Istaroxime is an investigational drug under development for treatment of acute decompensated heart failure

Originally patented and developed by Sigma-Tau, it was sold to CVie Therapeutics in July 2012.

== Heart failure ==
Istaroxime is a treatment for both systolic and diastolic heart failure.

- Systolic heart failure is characterized by impaired ventricular emptying, caused by reduced contractility.
- Diastolic dysfunction is defined by defective ventricular filling, caused by the heart's inability to properly relax between beats.

Intracellular calcium fluxes regulate both contraction and relaxation. Cardiac muscle cells from patients with heart failure show smaller amounts of peak calcium in their cytoplasm during contraction, and slower removal., The mishandling of intracellular calcium is often due to problems in the cells’ ability to mediate calcium influx, and sequestration of calcium back in the sarcoplasmic reticulum.,

==Mechanism of action==
Istaroxime is a positive inotropic agent that mediates its action through inhibition of sodium/potassium adenosine triphosphatase (Na+/K+ ATPase). Na+/K+ ATPase inhibition increases intracellular sodium levels, which reverses the driving force of the sodium/calcium exchanger, inhibiting calcium extrusion and possibly facilitating calcium entry.,

Additionally, istaroxime increases intracellular calcium by improving the efficacy by which intracellular calcium triggers sarcoplasmic reticulum calcium release, and by accelerating the inactivation state of L-type calcium channels, which allow for calcium influx. Together the changes in calcium handling increase cell contraction.

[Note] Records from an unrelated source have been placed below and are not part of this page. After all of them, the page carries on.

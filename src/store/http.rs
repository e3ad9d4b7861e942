use serde::de::DeserializeOwned;
use serde_json::Value;
use std::time::Duration;
use tracing::debug;
use ureq::{Agent, RequestBuilder};

use super::{missing_id, BillsStore};
use crate::bill::{Bill, CreatedBill, ReceiptFile, UploadedFile};
use crate::error::StoreError;

/// Store behind the bills REST API
pub struct HttpStore {
    agent: Agent,
    base_url: String,
    token: Option<String>,
}

impl HttpStore {
    pub fn new(base_url: impl Into<String>, token: Option<String>, timeout_secs: u64) -> Self {
        let agent: Agent = Agent::config_builder()
            .timeout_global(Some(Duration::from_secs(timeout_secs)))
            .build()
            .into();
        let base_url = base_url.into().trim_end_matches('/').to_string();
        Self {
            agent,
            base_url,
            token,
        }
    }

    fn url(&self, path: &str) -> String {
        format!("{}{}", self.base_url, path)
    }

    fn authorize<B>(&self, req: RequestBuilder<B>) -> RequestBuilder<B> {
        match &self.token {
            Some(token) => req.header("Authorization", format!("Bearer {token}")),
            None => req,
        }
    }
}

impl From<ureq::Error> for StoreError {
    fn from(e: ureq::Error) -> Self {
        match e {
            ureq::Error::StatusCode(code) => StoreError::with_status(code, format!("Erreur {code}")),
            other => StoreError::other(other.to_string()),
        }
    }
}

fn read_json<T: DeserializeOwned>(
    mut response: ureq::http::Response<ureq::Body>,
) -> Result<T, StoreError> {
    let body = response.body_mut().read_to_string()?;
    Ok(serde_json::from_str(&body)?)
}

impl BillsStore for HttpStore {
    fn list(&self, user_email: &str) -> Result<Vec<Value>, StoreError> {
        let url = self.url("/bills");
        debug!(url = url.as_str(), "GET bills");
        let response = self
            .authorize(self.agent.get(&url))
            .query("email", user_email)
            .call()?;
        read_json(response)
    }

    fn upload(&self, file: &ReceiptFile) -> Result<UploadedFile, StoreError> {
        let url = self.url("/bills/receipts");
        debug!(url = url.as_str(), file = file.name.as_str(), "POST receipt");
        let response = self
            .authorize(self.agent.post(&url))
            .query("fileName", &file.name)
            .header("Content-Type", &file.media_type)
            .send(&file.bytes[..])?;
        read_json(response)
    }

    fn create(&self, bill: &Bill) -> Result<CreatedBill, StoreError> {
        let url = self.url("/bills");
        debug!(url = url.as_str(), "POST bill");
        let body = serde_json::to_string(bill)?;
        let response = self
            .authorize(self.agent.post(&url))
            .header("Content-Type", "application/json")
            .send(body)?;
        read_json(response)
    }

    fn update(&self, bill: &Bill) -> Result<CreatedBill, StoreError> {
        let id = bill.id.as_deref().ok_or_else(missing_id)?;
        let url = self.url(&format!("/bills/{id}"));
        debug!(url = url.as_str(), "PATCH bill");
        let body = serde_json::to_string(bill)?;
        let response = self
            .authorize(self.agent.patch(&url))
            .header("Content-Type", "application/json")
            .send(body)?;
        read_json(response)
    }
}
use serde_json::{Map, Value};
use tracing::{debug, warn};

use super::format::{format_date, format_status};
use super::model::{Bill, BillStatus, DisplayBill, ExpenseType, Receipt, DEFAULT_PCT};
use crate::error::FetchError;
use crate::store::BillsStore;

/// Fetch the user's bills, drop malformed records and return them newest first.
pub fn list_bills<S>(store: &S, user_email: &str) -> Result<Vec<DisplayBill>, FetchError>
where
    S: BillsStore + ?Sized,
{
    let records = store.list(user_email).map_err(|e| {
        warn!(email = user_email, error = %e, "bill fetch rejected");
        FetchError::from(e)
    })?;
    debug!(count = records.len(), "fetched raw bill records");

    let mut bills: Vec<Bill> = records
        .into_iter()
        .filter_map(|record| match parse_record(&record) {
            Ok(bill) => Some(bill),
            Err(reason) => {
                warn!(id = record_id(&record), reason, "skipping malformed bill record");
                None
            }
        })
        .filter(|bill| {
            let mine = bill.email == user_email;
            if !mine {
                debug!(id = bill.id.as_deref().unwrap_or("-"), "skipping bill of another user");
            }
            mine
        })
        .collect();

    sort_newest_first(&mut bills);

    Ok(bills.into_iter().map(to_display).collect())
}

/// Stable sort on the raw ISO date string, most recent first
pub fn sort_newest_first(bills: &mut [Bill]) {
    bills.sort_by(|a, b| b.date.cmp(&a.date));
}

pub fn to_display(bill: Bill) -> DisplayBill {
    let formatted_date = match format_date(&bill.date) {
        Some(d) => d,
        None => {
            warn!(
                id = bill.id.as_deref().unwrap_or("-"),
                date = bill.date.as_str(),
                "unparsable bill date, keeping raw value"
            );
            bill.date.clone()
        }
    };
    let formatted_status = format_status(bill.status).to_string();
    DisplayBill {
        bill,
        formatted_date,
        formatted_status,
    }
}

fn record_id(record: &Value) -> &str {
    record.get("id").and_then(Value::as_str).unwrap_or("-")
}

/// Coerce one dynamic store record into a typed bill
pub fn parse_record(record: &Value) -> Result<Bill, &'static str> {
    let obj = record.as_object().ok_or("record is not an object")?;

    let email = required_str(obj, "email").ok_or("missing email")?;
    let name = required_str(obj, "name").ok_or("missing name")?;
    let date = required_str(obj, "date").ok_or("missing date")?;
    let expense_type = required_str(obj, "type")
        .ok_or("missing type")?
        .parse::<ExpenseType>()
        .map_err(|_| "unknown expense type")?;

    let amount = obj
        .get("amount")
        .and_then(as_number)
        .filter(|a| *a >= 0.0)
        .ok_or("missing or invalid amount")?;

    // optional field: an unreadable vat reads as 0
    let vat = match obj.get("vat") {
        None | Some(Value::Null) => 0.0,
        Some(Value::String(s)) if s.trim().is_empty() => 0.0,
        Some(v) => as_number(v).unwrap_or_else(|| {
            warn!(id = record_id(record), vat = %v, "invalid vat, using 0");
            0.0
        }),
    };

    let pct = match obj.get("pct") {
        None | Some(Value::Null) => DEFAULT_PCT,
        Some(Value::String(s)) if s.trim().is_empty() => DEFAULT_PCT,
        Some(v) => as_number(v)
            .and_then(non_negative_integer)
            .ok_or("invalid pct")?,
    };

    let status = match obj.get("status") {
        None | Some(Value::Null) => BillStatus::Pending,
        Some(Value::String(s)) => BillStatus::from_wire(s).ok_or("unknown status")?,
        Some(_) => return Err("unknown status"),
    };

    let receipt = match (
        optional_str(obj, "fileUrl"),
        optional_str(obj, "fileName"),
    ) {
        (Some(file_url), Some(file_name)) => Some(Receipt {
            file_url,
            file_name,
        }),
        (None, None) => None,
        _ => return Err("fileUrl and fileName must be set together"),
    };

    Ok(Bill {
        id: optional_str(obj, "id"),
        email,
        expense_type,
        name,
        amount,
        date,
        vat,
        pct,
        commentary: optional_str(obj, "commentary").unwrap_or_default(),
        receipt,
        status,
        comment_admin: optional_str(obj, "commentAdmin"),
    })
}

fn required_str(obj: &Map<String, Value>, key: &str) -> Option<String> {
    obj.get(key)
        .and_then(Value::as_str)
        .filter(|s| !s.trim().is_empty())
        .map(str::to_string)
}

fn optional_str(obj: &Map<String, Value>, key: &str) -> Option<String> {
    obj.get(key)
        .and_then(Value::as_str)
        .filter(|s| !s.is_empty())
        .map(str::to_string)
}

fn as_number(value: &Value) -> Option<f64> {
    match value {
        Value::Number(n) => n.as_f64(),
        Value::String(s) => s.trim().parse::<f64>().ok(),
        _ => None,
    }
    .filter(|n| n.is_finite())
}

pub(crate) fn non_negative_integer(n: f64) -> Option<u32> {
    if n >= 0.0 && n.fract() == 0.0 && n <= f64::from(u32::MAX) {
        Some(n as u32)
    } else {
        None
    }
}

Istaroxime also enhances the heart's relaxation phase by increasing the rate of intracellular calcium sequestration by Sarco/endoplasmic Reticulum Calcium ATPase, isotype 2a (SERCA2a). SERCa2a is inhibited by phospholamban and higher phospholamban-to-SERCA2a ratios cause SERCA inhibition and impaired relaxation. Istaroxime reduces SERCA2a-phospholamban interaction, and increases SERCA2a affinity for cytosolic calcium. Studies on failing human heart tissue show that istaroxime increases SERCA2a activity up to 67%.

==Clinical use==
Clinical trials show that istaroxime improves ejection fraction, stroke volume and systolic blood pressure, while also enhancing ventricular filling. The drug also reduces heart rate and ventricular diastolic stiffness. Contrary to available inotropic therapies, istaroxime may permit cytosolic calcium accumulation while avoiding a proarrhythmic state.

Proposed mechanisms for istaroxime's antiarrhythmic effect include a suppression of the transient inward calcium current directly involved in the production of delayed after-depolarizations and improved calcium sequestration due to SERCA2a stimulation. SERCA down-regulation in the failing myocardium might sensitize patients to the detrimental effect of other currently used positive inotropes. Istaroxime's lusitropic effect facilitates its wider margin of safety, as patients can receive higher doses without signs of arrhythmias.